→ **TASK TO COMPLETE**: Every line in the records below that holds the word "static" is to be copied.

→ **RECORDED DATA**:
════════════════════

//! Queue declarations.
//!
//! Only two flag combinations are supported and both come from
//! [`QueueDurability`]: a durable queue survives broker restarts and is shared
//! between connections, a transient queue belongs to one connection and goes
//! away with its last consumer.

use crate::routing::DEAD_LETTER_EXCHANGE;
use crate::utils::{PubSubError, Result};

/// AMQP queue argument naming the dead-letter exchange.
pub const DEAD_LETTER_EXCHANGE_ARG: &str = "x-dead-letter-exchange";

#[derive(Debug, Clone, Copy, PartialEq, Eq, Hash)]
pub enum QueueDurability {
    Durable,
    Transient,
}

/// Everything the broker needs to declare a queue.
#[derive(Debug, Clone, PartialEq, Eq)]
pub struct QueueSpec {
    pub name: String,
    pub durable: bool,
    pub auto_delete: bool,
    pub exclusive: bool,
    pub dead_letter_exchange: Option<String>,
}

impl QueueSpec {
    /// Builds the spec for `mode`, dead-lettering to the well-known exchange.
    pub fn new(name: impl Into<String>, mode: QueueDurability) -> Self {
        let durable = mode == QueueDurability::Durable;
        Self {
            name: name.into(),
            durable,
            auto_delete: !durable,
            exclusive: !durable,
            dead_letter_exchange: Some(DEAD_LETTER_EXCHANGE.to_string()),
        }
    }

    pub fn with_dead_letter_exchange(mut self, exchange: Option<String>) -> Self {
        self.dead_letter_exchange = exchange;
        self
    }

    /// The durability mode these flags encode, if they encode one.
    pub fn durability(&self) -> Option<QueueDurability> {
        match (self.durable, self.auto_delete, self.exclusive) {
            (true, false, false) => Some(QueueDurability::Durable),
            (false, true, true) => Some(QueueDurability::Transient),
            _ => None,
        }
    }

    /// Rejects flag combinations outside the two supported modes.
    pub fn validate(&self) -> Result<QueueDurability> {
        self.durability().ok_or_else(|| {
            PubSubError::InvalidQueueSpec(format!(
                "queue `{}`: durable={} auto_delete={} exclusive={} is not a supported combination",
                self.name, self.durable, self.auto_delete, self.exclusive
            ))
        })
    }
}

/// What the broker reports back after a successful declaration.
#[derive(Debug, Clone, PartialEq, Eq)]
pub struct QueueHandle {
    pub name: String,
    pub message_count: u32,
    pub consumer_count: u32,
}

#[derive(Debug, Clone, Copy, PartialEq, Eq, Hash)]
pub enum ExchangeKind {
    Direct,
    Topic,
    Fanout,
}
use std::io;

use tokio::io::{AsyncBufRead, AsyncBufReadExt};
use tracing::{info, warn};

use super::CommandSummary;
use crate::pubsub::publish_json;
use crate::routing::{EXCHANGE_PERIL_DIRECT, PAUSE_KEY, PlayingState};
use crate::transport::Channel;

pub const SERVER_HELP: &str = "Commands: pause, resume, help, quit";

/// Broadcasts `pause`/`resume` to every player until `quit` or end of input.
pub async fn run_server_commands<C, R>(publisher: &C, input: R) -> io::Result<CommandSummary>
where
    C: Channel,
    R: AsyncBufRead + Unpin,
{
    let mut lines = input.lines();
    let mut summary = CommandSummary::default();

    while let Some(line) = lines.next_line().await? {
        let is_paused = match line.trim() {
            "pause" => true,
            "resume" => false,
            "quit" => break,
            "help" | "" => {
                println!("{SERVER_HELP}");
                continue;
            }
            other => {
                warn!("Unknown command: {}", other);
                continue;
            }
        };

        let state = PlayingState { is_paused };
        let sent = publish_json(publisher, EXCHANGE_PERIL_DIRECT, PAUSE_KEY, &state).await;
        if summary.record(sent) {
            info!("Game {}", if is_paused { "paused" } else { "resumed" });
        }
    }
    Ok(summary)
}
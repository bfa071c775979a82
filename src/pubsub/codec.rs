//! Codecs turn typed messages into payload bytes and back.
//!
//! The publisher and subscriber are generic over [`Codec`] so the same
//! delivery loop serves every message type. [`JsonCodec`] is the wire format
//! the game speaks; [`BincodeCodec`] is the compact binary one used for game
//! logs.

use serde::{Serialize, de::DeserializeOwned};

use crate::utils::{PubSubError, Result};

/// Encodes and decodes any serde type, and names the content type it produces.
pub trait Codec: Send + Sync + 'static {
    /// Content-type tag attached to every published payload.
    fn content_type(&self) -> &'static str;

    fn encode<T: Serialize + ?Sized>(&self, value: &T) -> Result<Vec<u8>>;

    fn decode<T: DeserializeOwned>(&self, data: &[u8]) -> Result<T>;
}

/// A [`Codec`] backed by `serde_json`.
#[derive(Debug, Default, Clone, Copy)]
pub struct JsonCodec;

impl JsonCodec {
    pub const CONTENT_TYPE: &'static str = "application/json";
}

impl Codec for JsonCodec {
    fn content_type(&self) -> &'static str {
        Self::CONTENT_TYPE
    }

    fn encode<T: Serialize + ?Sized>(&self, value: &T) -> Result<Vec<u8>> {
        serde_json::to_vec(value).map_err(|e| PubSubError::Serialization(e.to_string()))
    }

    fn decode<T: DeserializeOwned>(&self, data: &[u8]) -> Result<T> {
        serde_json::from_slice(data).map_err(|e| PubSubError::Deserialization(e.to_string()))
    }
}

/// A [`Codec`] backed by `bincode`. Not self-describing: both ends must agree
/// on the message type.
#[derive(Debug, Default, Clone, Copy)]
pub struct BincodeCodec;

impl BincodeCodec {
    pub const CONTENT_TYPE: &'static str = "application/octet-stream";
}

impl Codec for BincodeCodec {
    fn content_type(&self) -> &'static str {
        Self::CONTENT_TYPE
    }

    fn encode<T: Serialize + ?Sized>(&self, value: &T) -> Result<Vec<u8>> {
        bincode::serialize(value).map_err(|e| PubSubError::Serialization(e.to_string()))
    }

    fn decode<T: DeserializeOwned>(&self, data: &[u8]) -> Result<T> {
        bincode::deserialize(data).map_err(|e| PubSubError::Deserialization(e.to_string()))
    }
}
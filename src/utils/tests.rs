use super::error::PubSubError;
use super::logging;

#[test]
fn logging_init_accepts_levels() {
    // Should not panic
    logging::init("info");
    logging::init("debug");
    logging::init("bogus");
}

#[test]
fn test_declaration_conflict_display() {
    let err = PubSubError::DeclarationConflict {
        queue: "game_logs".to_string(),
        reason: "durable differs".to_string(),
    };
    assert_eq!(
        err.to_string(),
        "queue `game_logs` already declared with incompatible properties: durable differs"
    );
}

#[test]
fn test_connectivity_classification() {
    assert!(PubSubError::Connectivity("closed".into()).is_connectivity());
    assert!(!PubSubError::Rejected("no exchange".into()).is_connectivity());
}
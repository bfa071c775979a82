use std::io;
use std::sync::Arc;

use lapin::protocol::{AMQPError, AMQPErrorKind, AMQPHardError, AMQPSoftError};
use lapin::types::ShortString;

use crate::pubsub::DeclareError;
use crate::transport::amqp::{AmqpChannel, AmqpDelivery, classify, classify_declare};
use crate::utils::PubSubError;

fn protocol_error(kind: AMQPErrorKind) -> lapin::Error {
    lapin::Error::ProtocolError(AMQPError::new(kind, ShortString::from("x")))
}

#[test]
fn test_precondition_failed_is_declaration_conflict() {
    let err = classify(protocol_error(AMQPErrorKind::Soft(
        AMQPSoftError::PRECONDITIONFAILED,
    )));
    match err {
        PubSubError::DeclarationConflict { reason, .. } => {
            assert!(reason.contains("PRECONDITION"), "{reason}")
        }
        other => panic!("expected DeclarationConflict, got {other:?}"),
    }
}

#[test]
fn test_resource_locked_is_declaration_conflict() {
    let err = classify(protocol_error(AMQPErrorKind::Soft(
        AMQPSoftError::RESOURCELOCKED,
    )));
    assert!(matches!(err, PubSubError::DeclarationConflict { .. }));
}

#[test]
fn test_other_soft_errors_are_rejected() {
    let err = classify(protocol_error(AMQPErrorKind::Soft(AMQPSoftError::NOTFOUND)));
    assert!(matches!(err, PubSubError::Rejected(_)));
    assert!(!err.is_connectivity());
}

#[test]
fn test_hard_errors_are_connectivity() {
    let err = classify(protocol_error(AMQPErrorKind::Hard(
        AMQPHardError::CONNECTIONFORCED,
    )));
    assert!(err.is_connectivity());
}

#[test]
fn test_io_errors_are_connectivity() {
    let io_err = io::Error::new(io::ErrorKind::ConnectionReset, "reset by peer");
    let err = classify(lapin::Error::IOError(Arc::new(io_err)));
    assert!(err.is_connectivity());
}

#[test]
fn test_declare_conflict_names_the_queue() {
    let err = classify_declare(
        protocol_error(AMQPErrorKind::Soft(AMQPSoftError::PRECONDITIONFAILED)),
        "game_logs",
    );
    match &err {
        PubSubError::DeclarationConflict { queue, .. } => assert_eq!(queue, "game_logs"),
        other => panic!("expected DeclarationConflict, got {other:?}"),
    }
    assert!(err.to_string().contains("`game_logs`"));

    let err = classify_declare(
        protocol_error(AMQPErrorKind::Soft(AMQPSoftError::ACCESSREFUSED)),
        "game_logs",
    );
    assert!(matches!(err, PubSubError::Rejected(_)));
}

#[test]
fn test_amqp_types_are_debug_and_errors() {
    fn assert_error<E: std::error::Error>() {}
    fn assert_debug<D: std::fmt::Debug>() {}

    assert_error::<DeclareError<AmqpChannel>>();
    assert_debug::<AmqpDelivery>();
}
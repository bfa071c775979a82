//! The `routing` module is the wire contract the game processes share:
//! exchange names, routing keys and the message records sent over them.

pub mod messages;

pub use messages::{ArmyMove, GameLog, PlayingState, RecognitionOfWar};

pub const EXCHANGE_PERIL_DIRECT: &str = "peril_direct";
pub const EXCHANGE_PERIL_TOPIC: &str = "peril_topic";

/// Every queue dead-letters here unless told otherwise.
pub const DEAD_LETTER_EXCHANGE: &str = "peril_dlx";
pub const DEAD_LETTER_QUEUE: &str = "peril_dlq";

pub const PAUSE_KEY: &str = "pause";
pub const ARMY_MOVES_PREFIX: &str = "army_moves";
pub const WAR_RECOGNITIONS_PREFIX: &str = "war";
pub const GAME_LOG_SLUG: &str = "game_logs";

/// `<prefix>.<username>`, the key a player publishes under.
pub fn player_key(prefix: &str, username: &str) -> String {
    format!("{prefix}.{username}")
}

/// `<prefix>.*`, matching every player's key under `prefix`.
pub fn any_player(prefix: &str) -> String {
    format!("{prefix}.*")
}

#[cfg(test)]
mod tests;
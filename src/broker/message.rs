//! Messages as the in-process broker stores and delivers them.

/// A published message sitting in a queue.
///
/// `exchange` and `routing_key` are the ones the publisher used; a
/// dead-lettered message keeps its original routing key.
#[derive(Debug, Clone, PartialEq, Eq)]
pub struct Message {
    pub exchange: String,
    pub routing_key: String,
    pub content_type: Option<String>,
    pub payload: Vec<u8>,
    /// Milliseconds since the UNIX epoch, set when the broker accepted the publish.
    pub timestamp: i64,
    pub redelivered: bool,
    /// How many times this message has been dead-lettered.
    pub death_count: u32,
}

impl Message {
    pub fn new(
        exchange: &str,
        routing_key: &str,
        content_type: Option<&str>,
        payload: Vec<u8>,
    ) -> Self {
        Self {
            exchange: exchange.to_string(),
            routing_key: routing_key.to_string(),
            content_type: content_type.map(str::to_string),
            payload,
            timestamp: chrono::Utc::now().timestamp_millis(),
            redelivered: false,
            death_count: 0,
        }
    }
}

/// A message pushed to a consumer. It stays unacknowledged in the broker
/// until the consumer acks or nacks `delivery_tag`.
#[derive(Debug, Clone)]
pub struct BrokerDelivery {
    pub delivery_tag: u64,
    pub consumer_tag: String,
    pub message: Message,
}
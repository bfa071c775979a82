//! The `pubsub` module is the reusable core: queue topology, the typed
//! publisher and the typed subscriber.
//!
//! Data flows publisher → broker → subscriber stream → decode → handler →
//! ack decision → broker. The module keeps no state of its own; queues and
//! messages live in the broker, channels live in the publisher or
//! subscription that opened them.

pub mod ack;
pub mod codec;
pub mod publish;
pub mod queue;
pub mod subscribe;
pub mod topology;

pub use ack::AckDecision;
pub use codec::{BincodeCodec, Codec, JsonCodec};
pub use publish::{publish, publish_json};
pub use queue::{ExchangeKind, QueueDurability, QueueHandle, QueueSpec};
pub use subscribe::{
    DecodeFailurePolicy, LoopExit, SubscribeOptions, Subscription, subscribe, subscribe_json,
};
pub use topology::{DeclareError, declare_and_bind, declare_and_bind_spec, setup_topology};
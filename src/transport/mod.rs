//! The `transport` module is the binding between the pub/sub core and a
//! broker connection.
//!
//! The core only sees the [`Transport`], [`Channel`] and [`Delivery`] traits.
//! Two bindings implement them:
//! - [`AmqpTransport`]: a `lapin` connection to RabbitMQ,
//! - [`MemoryTransport`]: a connection to the in-process [`Broker`](crate::broker::Broker).
//!
//! A transport value is a cheap handle on one shared connection and may be
//! cloned into every publisher and subscriber. Channels are not shared: each
//! one belongs to a single publisher or subscription loop.

pub mod amqp;
pub mod memory;

use async_trait::async_trait;
use futures::stream::BoxStream;

use crate::pubsub::queue::{ExchangeKind, QueueHandle, QueueSpec};
use crate::utils::Result;

pub use amqp::AmqpTransport;
pub use memory::MemoryTransport;

/// Stream of deliveries for one consumer. It ends when the channel or the
/// connection closes.
pub type DeliveryStream<D> = BoxStream<'static, Result<D>>;

/// A connection to the broker that can open channels.
#[async_trait]
pub trait Transport: Clone + Send + Sync + 'static {
    type Channel: Channel;

    /// Opens a new channel. Fails with a connectivity error once the
    /// connection is closed.
    async fn create_channel(&self) -> Result<Self::Channel>;

    /// Closes the connection and every channel opened on it.
    async fn close(&self) -> Result<()>;
}

/// One AMQP channel.
#[async_trait]
pub trait Channel: Send + Sync + 'static {
    type Delivery: Delivery;

    async fn declare_exchange(&self, name: &str, kind: ExchangeKind, durable: bool) -> Result<()>;

    async fn declare_queue(&self, spec: &QueueSpec) -> Result<QueueHandle>;

    async fn bind_queue(&self, queue: &str, exchange: &str, routing_key: &str) -> Result<()>;

    /// Publishes without waiting for a confirm.
    async fn publish(
        &self,
        exchange: &str,
        routing_key: &str,
        content_type: &str,
        payload: Vec<u8>,
    ) -> Result<()>;

    /// Starts a consumer with manual acknowledgement.
    async fn consume(&self, queue: &str, consumer_tag: &str)
    -> Result<DeliveryStream<Self::Delivery>>;

    /// Closes the channel. Closing an already closed channel is not an error.
    async fn close(&self) -> Result<()>;
}

/// A message handed to a consumer, acknowledged at most once.
#[async_trait]
pub trait Delivery: Send + Sync + 'static {
    fn payload(&self) -> &[u8];

    fn routing_key(&self) -> &str;

    fn redelivered(&self) -> bool;

    async fn ack(&self) -> Result<()>;

    async fn nack(&self, requeue: bool) -> Result<()>;
}

#[cfg(test)]
mod amqp_tests;
#[cfg(test)]
mod tests;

════════════════════

→ **ANSWER TO THIS TASK**:
pub trait Codec: Send + Sync + 'static {
    fn content_type(&self) -> &'static str;
    pub const CONTENT_TYPE: &'static str = "application/json";
    fn content_type(&self) -> &'static str {
    pub const CONTENT_TYPE: &'static str = "application/octet-stream";
    fn content_type(&self) -> &'static str {
pub type DeliveryStream<D> = BoxStream<'static, Result<D>>;
pub trait Transport: Clone + Send + Sync + 'static {
pub trait Channel: Send + Sync + 'static {
pub trait Delivery: Send + Sync + 'static {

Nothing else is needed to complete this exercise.